Classic Doctor Who: “The Talons of Weng-Chiang” (1977)

"The Talons of Weng-Chiang" is one of the best episodes of Doctor Who that doesn’t feature the main villains of the series. It takes place in Victorian London, where the fourth Doctor, dressed throughout in a deerstalker hat reminiscent of Sherlock Holmes, and his savage companion Leela, find themselves battling a great conspiracy. At first it looks like the conspiracy is a great cult of worshippers of the old Chinese god Weng-Chiang, but it turns out that the story has a more complicated basis in time travel.
 
With most Baker stories, the fun is as much the process of the plot unfolding as much as it is the plot itself. There’s something about Tom Baker’s personality that can carry even the most dull plots, and coupled with a fun plot, like this one, it really creates magic. There’s a wonderful scene where the Doctor is on stage with the magician Li H’Sen Chang, where the Doctor is sabotaging the magic act in subtle ways. With another actor – Colin Baker, for instance, these scenes could be dull or frustrating.

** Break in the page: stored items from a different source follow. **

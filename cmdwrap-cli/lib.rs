//! Terminal front end for `cmdwrap-core`.
//!
//! The formatter itself is stateless. This crate adds everything around it
//! that a user interacts with: a [`Session`] that owns the current selections
//! and recomputes the output on every change, the status messages shown after
//! each action, an injected [`Clipboard`] capability, the command-line
//! configuration, and the two front ends (one-shot and interactive) used by
//! the `cmdwrap` and `cmddecode` binaries.

pub mod clipboard;
pub mod config;
pub mod error;
pub mod interactive;
pub mod logging;
pub mod process;
pub mod session;
pub mod status;


pub use clipboard::{
    detect_clipboard, open_clipboard, try_open_clipboard, Clipboard, ClipboardChoice,
    CommandClipboard, Osc52Clipboard, UnavailableClipboard,
};
pub use config::{
    parse_clipboard_choice, parse_command_type, parse_encode_type, CliConfig, OperationMode,
};
pub use error::{format_error_for_stderr, Error, InvocationError, Result};
pub use interactive::{parse_line, run_interactive, Directive, Line};
pub use logging::init_logging;
pub use process::{process_command, read_command, run_cli};
pub use session::Session;
pub use status::{Status, StatusLevel};

pub use cmdwrap_core::{CommandType, EncodeType, Formatted};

With Tom Baker, though, the scene perfectly fits his arrogant, but fun-loving, personality.
 
There are so many other wonderful scenes in this episode. It’s absolutely charming fun to see Baker parade around London looking like Sherlock Holmes. It’s such a perfect fit for the character for him to be an expert detective, always keeing one step ahead of everyone else. We even see that fact in action when we see the Doctor playing checkers with his companion Leela. Of course he beats her, and he does so in a way that shows his superior intelligence and foresightedness.
 
Leela is wonderful in this story. She’s intended to be a savage warrior that the Doctor has brought from her old tribe and tried to civilize. So we get wonderful scenes where Leela is eating food with her hands and not using knives and forks. And yet, her savagery saves the Doctor on more than one occassion when great fighting force is needed. It was a tradition from when the show started in the ’60s that the Doctor would have a male and a female companion. The first Doctor was an old man, so he needed another virile guy to fight his physical battles. He also needed female companions to whine and yell. With Leela, the Doctor got a female companion who didn’t wine and yell, but would fight his battles. It’s a cool turnaround of tradition, and one of the reasons that Leela was a popular character.
 
Maybe the best indication that this is a superior episode is that the six parts don’t feel overlong and dull. The plot moves along at a nice pace, and never drags or becomes boring.
 
Included with the DVD is a terrific documentary from the 1970s called Whose Doctor Who which is a great view into the series’s popularity in that era. The kids on the show are wonderful, and the clips shown from older episodes are not to be missed.
 
In every way "The Talons of Weng-Chiang" is a superior episode of Doctor Who.